Nothing is impossible.


----------



## OverTheBarrell (May 7, 2017)

yogi bear said:


> I mean battered little honda civics and toyota echo's cruising chapel street along with non english speaking drivers.. these are what ive seen.
> They've lost the love now..
> Its just cheap.


Yes this is correct. Uber won't last long.. customers will demand it, but no one will want to drive X customers.

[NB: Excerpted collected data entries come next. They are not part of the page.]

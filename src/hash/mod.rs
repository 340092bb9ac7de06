// Scanner core
// Digesting, signature lookup, classification and directory scanning

pub mod classify;
pub mod config;
pub mod digest;
pub mod error;
pub mod logging;
pub mod registry;
pub mod scan;

// Re-export commonly used types for convenience
pub use classify::{Classifier, Precedence};
pub use config::ScanConfig;
pub use digest::{DigestAlgorithm, DigestEngine, DigestSet};
pub use error::ScanError;
pub use registry::{Label, RegistryFormat, RegistryLoader, SignatureLookup, SignatureRegistry};
pub use scan::{
    CancelToken, ScanEngine, ScanEvent, ScanProgress, ScanReport, ScanResult, ScanRun, ScanState,
    ScanStats,
};
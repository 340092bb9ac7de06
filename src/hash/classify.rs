// Classification module
// Resolves a digest set to a label through a signature lookup

use std::fmt;
use std::str::FromStr;
use std::sync::Arc;

use super::digest::{DigestAlgorithm, DigestSet};
use super::error::ScanError;
use super::registry::{Label, SignatureLookup};

/// Order in which a file's digests are checked against the registry
///
/// When two digests of one file hit entries with different labels, the
/// digest checked first decides the verdict.
#[derive(Debug, Clone, Copy, PartialEq, Eq, Default, serde::Serialize, serde::Deserialize)]
#[serde(rename_all = "kebab-case")]
pub enum Precedence {
    /// SHA-256, then SHA-1, then MD5
    #[default]
    StrongestFirst,
    /// MD5, then SHA-1, then SHA-256
    LegacyFirst,
}

impl Precedence {
    pub fn order(self) -> &'static [DigestAlgorithm] {
        match self {
            Precedence::StrongestFirst => &[
                DigestAlgorithm::Sha256,
                DigestAlgorithm::Sha1,
                DigestAlgorithm::Md5,
            ],
            Precedence::LegacyFirst => &[
                DigestAlgorithm::Md5,
                DigestAlgorithm::Sha1,
                DigestAlgorithm::Sha256,
            ],
        }
    }
}

impl fmt::Display for Precedence {
    fn fmt(&self, f: &mut fmt::Formatter) -> fmt::Result {
        match self {
            Precedence::StrongestFirst => f.write_str("strongest-first"),
            Precedence::LegacyFirst => f.write_str("legacy-first"),
        }
    }
}

impl FromStr for Precedence {
    type Err = ScanError;

    fn from_str(s: &str) -> Result<Self, Self::Err> {
        match s.to_ascii_lowercase().as_str() {
            "strongest-first" | "strongest" => Ok(Precedence::StrongestFirst),
            "legacy-first" | "legacy" => Ok(Precedence::LegacyFirst),
            other => Err(ScanError::InvalidArguments {
                message: format!("unknown precedence `{}`, expected strongest-first or legacy-first", other),
            }),
        }
    }
}

/// Maps digest sets to labels
#[derive(Clone)]
pub struct Classifier {
    lookup: Arc<dyn SignatureLookup>,
    precedence: Precedence,
}

impl Classifier {
    pub fn new(lookup: Arc<dyn SignatureLookup>) -> Self {
        Self {
            lookup,
            precedence: Precedence::default(),
        }
    }

    pub fn with_precedence(mut self, precedence: Precedence) -> Self {
        self.precedence = precedence;
        self
    }

    pub fn precedence(&self) -> Precedence {
        self.precedence
    }

    /// First registry hit in precedence order, with the algorithm that matched
    pub fn first_match(&self, digests: &DigestSet) -> Option<(DigestAlgorithm, Label)> {
        digests
            .iter_in(self.precedence.order())
            .find_map(|(alg, digest)| self.lookup.lookup(digest).map(|label| (alg, label)))
    }

    /// Classify a digest set; a failed digest (`None`) is `Safe`
    pub fn classify(&self, digests: Option<&DigestSet>) -> Label {
        digests
            .and_then(|set| self.first_match(set))
            .map(|(_, label)| label)
            .unwrap_or(Label::Safe)
    }
}

impl fmt::Debug for Classifier {
    fn fmt(&self, f: &mut fmt::Formatter) -> fmt::Result {
        f.debug_struct("Classifier")
            .field("precedence", &self.precedence)
            .finish_non_exhaustive()
    }
}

Everyday I'm doing something illegal and the pax or account holder doesn't care.

The DA class with the right car could get you private clients.

You know most/few of the drivers I've spoken to in Perth are coming out of mine site jobs.

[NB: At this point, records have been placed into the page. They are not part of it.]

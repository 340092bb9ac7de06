// Signature registry module
// Maps known digests to malware family labels and loads registry files

use std::collections::HashMap;
use std::fmt;
use std::fs::File;
use std::io::{self, BufRead, BufReader, Read, Write};
use std::path::Path;
use std::str::FromStr;

use serde::{Deserialize, Deserializer, Serialize, Serializer};
use tracing::debug;
use xz2::read::XzDecoder;

use super::digest::DigestAlgorithm;
use super::error::ScanError;

/// Classification label assigned to a scanned file
#[derive(Debug, Clone, PartialEq, Eq, Hash)]
pub enum Label {
    /// No registry entry matched
    Safe,
    Ransomware,
    Trojan,
    Virus,
    Spyware,
    Adware,
    Worm,
    /// Any other malware family name
    Other(String),
}

impl Label {
    pub fn as_str(&self) -> &str {
        match self {
            Label::Safe => "Safe",
            Label::Ransomware => "Ransomware",
            Label::Trojan => "Trojan",
            Label::Virus => "Virus",
            Label::Spyware => "Spyware",
            Label::Adware => "Adware",
            Label::Worm => "Worm",
            Label::Other(name) => name,
        }
    }

    pub fn is_malicious(&self) -> bool {
        !matches!(self, Label::Safe)
    }
}

impl fmt::Display for Label {
    fn fmt(&self, f: &mut fmt::Formatter) -> fmt::Result {
        f.write_str(self.as_str())
    }
}

impl FromStr for Label {
    type Err = ScanError;

    fn from_str(s: &str) -> Result<Self, Self::Err> {
        let trimmed = s.trim();
        let label = match trimmed.to_ascii_lowercase().as_str() {
            "" => {
                return Err(ScanError::InvalidRegistry {
                    reason: "empty label".to_string(),
                    path: None,
                })
            }
            "safe" | "clean" => Label::Safe,
            "ransomware" => Label::Ransomware,
            "trojan" => Label::Trojan,
            "virus" => Label::Virus,
            "spyware" => Label::Spyware,
            "adware" => Label::Adware,
            "worm" => Label::Worm,
            _ => Label::Other(trimmed.to_string()),
        };
        Ok(label)
    }
}

impl Serialize for Label {
    fn serialize<S: Serializer>(&self, serializer: S) -> Result<S::Ok, S::Error> {
        serializer.serialize_str(self.as_str())
    }
}

impl<'de> Deserialize<'de> for Label {
    fn deserialize<D: Deserializer<'de>>(deserializer: D) -> Result<Self, D::Error> {
        let raw = String::deserialize(deserializer)?;
        raw.parse().map_err(serde::de::Error::custom)
    }
}

/// Lookup capability used by the classifier
///
/// Implement this to back classification with a source other than an
/// in-memory table.
pub trait SignatureLookup: Send + Sync {
    /// Get the label registered for a lowercase hex digest
    fn lookup(&self, digest: &str) -> Option<Label>;
}

/// Immutable table of known digests
#[derive(Debug, Clone, Default)]
pub struct SignatureRegistry {
    entries: HashMap<String, Label>,
}

/// Table shipped with the scanner when no registry file is configured
const BUILTIN_SIGNATURES: &[(&str, Label)] = &[
    ("5e884898da28047151d0e56f8dc6292773603d0d6aabbdd62a11ef721d1542d8", Label::Ransomware),
    ("e3b0c44298fc1c149afbf4c8996fb92427ae41e4649b934ca495991b7852b855", Label::Trojan),
    ("8754c2a98e3b9c86aa49d4a35b8835e5fc6d5e6f53d6bce44a7f8db9c524de7a", Label::Virus),
    ("3dc3c3f1bce75e029b1c7a8db9a20dfb2c6f68c925b1898db0d49f7a1d0520a6", Label::Spyware),
    ("d301f9c47a8dd8331c4597feefcb056d08e3a3b4c4f4d03f9c1436a1a5f5b6b5", Label::Adware),
    ("1e8a9f5127d527fb9c97d7fd8be2b883cc7f75e20e437d7b19db69b42c42220c", Label::Worm),
];

impl SignatureRegistry {
    /// Create an empty registry
    pub fn new() -> Self {
        Self::default()
    }

    /// Build a registry from (digest, label) pairs
    ///
    /// Digests are lowercased, then must be hex of MD5, SHA-1 or SHA-256
    /// width. Duplicate digests and `Safe` labels are rejected.
    pub fn from_entries<I, K>(entries: I) -> Result<Self, ScanError>
    where
        I: IntoIterator<Item = (K, Label)>,
        K: AsRef<str>,
    {
        let mut registry = Self::new();
        for (digest, label) in entries {
            registry.insert(digest.as_ref(), label)?;
        }
        Ok(registry)
    }

    /// Six known digests shipped with the scanner
    pub fn builtin() -> Self {
        let entries = BUILTIN_SIGNATURES
            .iter()
            .map(|(digest, label)| (digest.to_string(), label.clone()))
            .collect();
        Self { entries }
    }

    fn insert(&mut self, digest: &str, label: Label) -> Result<(), ScanError> {
        let key = normalize_digest(digest)?;
        if label == Label::Safe {
            return Err(ScanError::InvalidRegistry {
                reason: format!("digest {} is mapped to the default label", key),
                path: None,
            });
        }
        if self.entries.contains_key(&key) {
            return Err(ScanError::DuplicateSignature { digest: key, path: None });
        }
        self.entries.insert(key, label);
        Ok(())
    }

    pub fn len(&self) -> usize {
        self.entries.len()
    }

    pub fn is_empty(&self) -> bool {
        self.entries.is_empty()
    }

    /// Iterate over entries sorted by digest
    pub fn entries_sorted(&self) -> Vec<(&str, &Label)> {
        let mut entries: Vec<_> = self.entries.iter().map(|(k, v)| (k.as_str(), v)).collect();
        entries.sort_by(|a, b| a.0.cmp(b.0));
        entries
    }
}

impl SignatureLookup for SignatureRegistry {
    fn lookup(&self, digest: &str) -> Option<Label> {
        self.entries.get(digest).cloned()
    }
}

/// Name the registry file in an entry error raised while loading it
fn with_registry_path(err: ScanError, file: &Path) -> ScanError {
    match err {
        ScanError::InvalidRegistry { reason, path: None } => ScanError::InvalidRegistry {
            reason,
            path: Some(file.to_path_buf()),
        },
        ScanError::DuplicateSignature { digest, path: None } => ScanError::DuplicateSignature {
            digest,
            path: Some(file.to_path_buf()),
        },
        other => other,
    }
}

/// Validate a registry key and return its lowercase form
pub fn normalize_digest(digest: &str) -> Result<String, ScanError> {
    let key = digest.trim().to_ascii_lowercase();
    if DigestAlgorithm::from_hex_len(key.len()).is_none() {
        return Err(ScanError::InvalidRegistry {
            reason: format!(
                "digest `{}` has length {}, expected 32, 40 or 64 hex characters",
                key,
                key.len()
            ),
            path: None,
        });
    }
    if !key.bytes().all(|b| b.is_ascii_hexdigit()) {
        return Err(ScanError::InvalidRegistry {
            reason: format!("digest `{}` is not hexadecimal", key),
            path: None,
        });
    }
    Ok(key)
}

/// Registry file format
#[derive(Debug, Clone, Copy, PartialEq)]
pub enum RegistryFormat {
    /// One `<digest>  <label>` pair per line, `#` comments allowed
    Text,
    /// A JSON object mapping digests to labels
    Json,
}

/// Reads and writes signature registry files
pub struct RegistryLoader;

impl RegistryLoader {
    /// Check if a path has .xz extension (compressed registry)
    pub fn is_compressed(path: &Path) -> bool {
        path.extension()
            .and_then(|ext| ext.to_str())
            .map(|ext| ext.eq_ignore_ascii_case("xz"))
            .unwrap_or(false)
    }

    /// Detect the format from the file name, looking through a trailing .xz
    pub fn detect_format(path: &Path) -> RegistryFormat {
        let inner = if Self::is_compressed(path) {
            path.file_stem().map(Path::new).unwrap_or(path)
        } else {
            path
        };
        match inner.extension().and_then(|ext| ext.to_str()) {
            Some(ext) if ext.eq_ignore_ascii_case("json") => RegistryFormat::Json,
            _ => RegistryFormat::Text,
        }
    }

    /// Open a registry file, decompressing on the fly if it has .xz extension
    pub fn open_reader(path: &Path) -> Result<Box<dyn BufRead>, ScanError> {
        let file = File::open(path).map_err(|e| {
            ScanError::from_io_error(e, "opening registry", Some(path.to_path_buf()))
        })?;

        if Self::is_compressed(path) {
            Ok(Box::new(BufReader::new(XzDecoder::new(file))))
        } else {
            Ok(Box::new(BufReader::new(file)))
        }
    }

    /// Load and validate a registry file
    /// Any malformed entry aborts loading
    pub fn load(path: &Path) -> Result<SignatureRegistry, ScanError> {
        let reader = Self::open_reader(path)?;
        let registry = match Self::detect_format(path) {
            RegistryFormat::Text => Self::read_text(reader, path)?,
            RegistryFormat::Json => Self::read_json(reader, path)?,
        };
        debug!(path = %path.display(), entries = registry.len(), "loaded signature registry");
        Ok(registry)
    }

    /// Parse the text format
    pub fn read_text(reader: impl BufRead, path: &Path) -> Result<SignatureRegistry, ScanError> {
        let mut registry = SignatureRegistry::new();

        for (line_num, line_result) in reader.lines().enumerate() {
            let line = line_result.map_err(|e| {
                ScanError::from_io_error(e, "reading registry", Some(path.to_path_buf()))
            })?;

            let trimmed = line.trim();
            if trimmed.is_empty() || trimmed.starts_with('#') {
                continue;
            }

            let (digest, label) = Self::parse_line(trimmed).ok_or_else(|| {
                ScanError::RegistryParseError {
                    path: path.to_path_buf(),
                    line: line_num + 1,
                    reason: "expected `<digest>  <label>`".to_string(),
                }
            })?;

            let label: Label = label.parse().map_err(|e: ScanError| ScanError::RegistryParseError {
                path: path.to_path_buf(),
                line: line_num + 1,
                reason: e.to_string(),
            })?;

            registry.insert(digest, label).map_err(|e| match e {
                ScanError::InvalidRegistry { reason, .. } => ScanError::RegistryParseError {
                    path: path.to_path_buf(),
                    line: line_num + 1,
                    reason,
                },
                other => with_registry_path(other, path),
            })?;
        }

        Ok(registry)
    }

    /// Split a text line into digest and label
    /// The label is everything after the first run of whitespace
    pub fn parse_line(line: &str) -> Option<(&str, &str)> {
        let (digest, rest) = line.trim().split_once(char::is_whitespace)?;
        let label = rest.trim();
        if digest.is_empty() || label.is_empty() {
            return None;
        }
        Some((digest, label))
    }

    /// Parse the JSON object format
    pub fn read_json(mut reader: impl Read, path: &Path) -> Result<SignatureRegistry, ScanError> {
        let mut raw = String::new();
        reader.read_to_string(&mut raw).map_err(|e| {
            ScanError::from_io_error(e, "reading registry", Some(path.to_path_buf()))
        })?;

        // Pairs keep duplicate keys visible instead of letting a map collapse them
        let pairs: JsonPairs = serde_json::from_str(&raw).map_err(|e| ScanError::RegistryParseError {
            path: path.to_path_buf(),
            line: e.line(),
            reason: e.to_string(),
        })?;

        SignatureRegistry::from_entries(pairs.0).map_err(|e| with_registry_path(e, path))
    }

    /// Write a registry in the text format, sorted by digest
    pub fn write_text(writer: &mut impl Write, registry: &SignatureRegistry) -> io::Result<()> {
        writeln!(writer, "# digest  label")?;
        for (digest, label) in registry.entries_sorted() {
            writeln!(writer, "{}  {}", digest, label)?;
        }
        Ok(())
    }

    /// Write a registry to a file in the text format
    pub fn save(path: &Path, registry: &SignatureRegistry) -> Result<(), ScanError> {
        let file = File::create(path).map_err(|e| {
            ScanError::from_io_error(e, "creating registry", Some(path.to_path_buf()))
        })?;
        let mut writer = io::BufWriter::new(file);
        Self::write_text(&mut writer, registry)
            .and_then(|_| writer.flush())
            .map_err(|e| ScanError::from_io_error(e, "writing registry", Some(path.to_path_buf())))
    }
}

/// JSON object read as an ordered list of pairs
struct JsonPairs(Vec<(String, Label)>);

impl<'de> Deserialize<'de> for JsonPairs {
    fn deserialize<D: Deserializer<'de>>(deserializer: D) -> Result<Self, D::Error> {
        struct PairsVisitor;

        impl<'de> serde::de::Visitor<'de> for PairsVisitor {
            type Value = JsonPairs;

            fn expecting(&self, f: &mut fmt::Formatter) -> fmt::Result {
                f.write_str("an object mapping digests to labels")
            }

            fn visit_map<A: serde::de::MapAccess<'de>>(self, mut map: A) -> Result<Self::Value, A::Error> {
                let mut pairs = Vec::new();
                while let Some((digest, label)) = map.next_entry::<String, Label>()? {
                    pairs.push((digest, label));
                }
                Ok(JsonPairs(pairs))
            }
        }

        deserializer.deserialize_map(PairsVisitor)
    }
}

The industry will fail with this model, since the only ones making money are people who has crap cars to rent at high prices (not that they are proper leasing companies) and Uber.

In the end, only part time drivers with full time jobs will support this industry... If we reversed the situation and I came into your field of work and told your boss I'll do your job for half your pay, what do you think will happen?

It's a dog eat dog out there, no matter what industry, no matter what type of work.

Unfortunately Australia has too many restrictions that it's nearly impossible to compete without giving up your life style and life choices.

This mindset is more than just Ubering .. it's how people are happy to take advantage of each other as a whole.

I've stopped Ubering and will be going back to chauffeur driving, or any other employment. 
Uber can say Bye Bye to passangers riding in a 2016 Leather seat Tuscon.

When you pay less, you get less - that's the fact of life, but Australians expect more! lol


----------